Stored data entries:
--*--
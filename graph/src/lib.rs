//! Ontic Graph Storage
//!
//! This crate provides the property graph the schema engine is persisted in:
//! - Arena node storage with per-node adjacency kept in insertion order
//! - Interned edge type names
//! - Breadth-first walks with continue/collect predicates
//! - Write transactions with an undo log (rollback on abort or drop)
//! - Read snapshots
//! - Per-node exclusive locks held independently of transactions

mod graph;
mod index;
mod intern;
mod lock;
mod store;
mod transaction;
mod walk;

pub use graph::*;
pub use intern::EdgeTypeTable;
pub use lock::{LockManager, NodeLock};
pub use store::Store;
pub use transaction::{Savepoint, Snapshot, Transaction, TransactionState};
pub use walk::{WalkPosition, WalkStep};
--*--
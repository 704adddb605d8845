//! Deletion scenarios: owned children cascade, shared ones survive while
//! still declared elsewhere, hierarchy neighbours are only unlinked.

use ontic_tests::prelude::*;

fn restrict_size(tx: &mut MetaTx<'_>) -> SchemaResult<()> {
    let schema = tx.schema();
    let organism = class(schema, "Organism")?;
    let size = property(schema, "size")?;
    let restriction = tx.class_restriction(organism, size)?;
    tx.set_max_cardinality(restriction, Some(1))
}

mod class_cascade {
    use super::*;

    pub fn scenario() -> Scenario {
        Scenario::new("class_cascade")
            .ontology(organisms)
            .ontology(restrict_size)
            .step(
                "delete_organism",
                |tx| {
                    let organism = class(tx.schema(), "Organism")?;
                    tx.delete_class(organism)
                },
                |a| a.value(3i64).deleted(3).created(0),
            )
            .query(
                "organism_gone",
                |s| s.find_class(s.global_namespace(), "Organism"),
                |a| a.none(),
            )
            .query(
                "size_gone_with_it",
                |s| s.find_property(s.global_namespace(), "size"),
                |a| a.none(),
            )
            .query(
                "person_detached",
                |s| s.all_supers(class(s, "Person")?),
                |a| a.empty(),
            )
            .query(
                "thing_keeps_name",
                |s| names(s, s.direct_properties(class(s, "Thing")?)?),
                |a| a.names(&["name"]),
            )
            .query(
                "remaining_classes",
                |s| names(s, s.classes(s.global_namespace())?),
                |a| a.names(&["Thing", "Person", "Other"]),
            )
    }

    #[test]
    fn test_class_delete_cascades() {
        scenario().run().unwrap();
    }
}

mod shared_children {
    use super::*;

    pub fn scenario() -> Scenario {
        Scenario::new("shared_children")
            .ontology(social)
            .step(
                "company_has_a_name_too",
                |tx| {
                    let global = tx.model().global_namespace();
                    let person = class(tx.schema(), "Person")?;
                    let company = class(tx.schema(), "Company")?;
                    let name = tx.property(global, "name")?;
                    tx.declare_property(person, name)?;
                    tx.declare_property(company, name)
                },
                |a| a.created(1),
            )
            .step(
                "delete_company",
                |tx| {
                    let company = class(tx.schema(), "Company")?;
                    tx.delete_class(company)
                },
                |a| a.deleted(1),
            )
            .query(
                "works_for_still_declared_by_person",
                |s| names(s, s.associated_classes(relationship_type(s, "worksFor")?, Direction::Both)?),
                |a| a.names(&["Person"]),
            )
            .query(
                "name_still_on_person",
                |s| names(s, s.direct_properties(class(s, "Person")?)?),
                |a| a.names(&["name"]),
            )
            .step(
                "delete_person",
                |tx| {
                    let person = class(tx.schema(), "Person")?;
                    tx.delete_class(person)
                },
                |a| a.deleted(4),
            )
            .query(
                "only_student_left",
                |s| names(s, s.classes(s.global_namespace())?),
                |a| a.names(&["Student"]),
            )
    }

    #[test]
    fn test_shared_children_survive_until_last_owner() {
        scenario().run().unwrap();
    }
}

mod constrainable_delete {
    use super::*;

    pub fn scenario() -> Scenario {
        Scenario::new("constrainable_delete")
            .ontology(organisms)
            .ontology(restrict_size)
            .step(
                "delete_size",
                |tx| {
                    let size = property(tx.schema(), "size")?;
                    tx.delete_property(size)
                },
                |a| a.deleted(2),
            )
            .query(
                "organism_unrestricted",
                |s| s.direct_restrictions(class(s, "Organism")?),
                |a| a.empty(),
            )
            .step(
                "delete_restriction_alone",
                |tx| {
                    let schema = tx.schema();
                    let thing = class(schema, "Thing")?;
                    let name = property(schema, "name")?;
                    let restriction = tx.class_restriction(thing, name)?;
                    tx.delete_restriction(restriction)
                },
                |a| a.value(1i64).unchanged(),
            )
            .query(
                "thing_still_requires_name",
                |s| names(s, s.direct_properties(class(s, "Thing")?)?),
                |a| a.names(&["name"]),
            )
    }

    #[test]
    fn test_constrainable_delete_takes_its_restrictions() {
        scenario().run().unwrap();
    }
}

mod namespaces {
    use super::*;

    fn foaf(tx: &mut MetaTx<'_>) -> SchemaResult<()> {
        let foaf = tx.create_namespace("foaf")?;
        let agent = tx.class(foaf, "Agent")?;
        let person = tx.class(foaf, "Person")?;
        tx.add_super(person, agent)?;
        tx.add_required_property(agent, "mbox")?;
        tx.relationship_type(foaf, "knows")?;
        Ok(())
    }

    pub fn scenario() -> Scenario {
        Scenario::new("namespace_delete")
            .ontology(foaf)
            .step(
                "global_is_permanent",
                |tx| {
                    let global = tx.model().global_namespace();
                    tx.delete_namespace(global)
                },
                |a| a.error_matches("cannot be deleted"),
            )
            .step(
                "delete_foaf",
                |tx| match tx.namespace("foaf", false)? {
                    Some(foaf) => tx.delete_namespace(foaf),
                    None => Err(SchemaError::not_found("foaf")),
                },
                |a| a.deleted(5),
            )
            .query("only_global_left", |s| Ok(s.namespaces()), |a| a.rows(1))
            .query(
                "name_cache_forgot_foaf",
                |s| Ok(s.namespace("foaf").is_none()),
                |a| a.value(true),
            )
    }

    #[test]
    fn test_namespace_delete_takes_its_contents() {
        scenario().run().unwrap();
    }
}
--*--
• [WHAT TO DO]:
Extract each line from the entries above that contains the string "deleted".

• [RESPONSE AREA]:
                |a| a.value(3i64).deleted(3).created(0),
                |a| a.deleted(1),
                |a| a.deleted(4),
                |a| a.deleted(2),
                |a| a.error_matches("cannot be deleted"),
                |a| a.deleted(5),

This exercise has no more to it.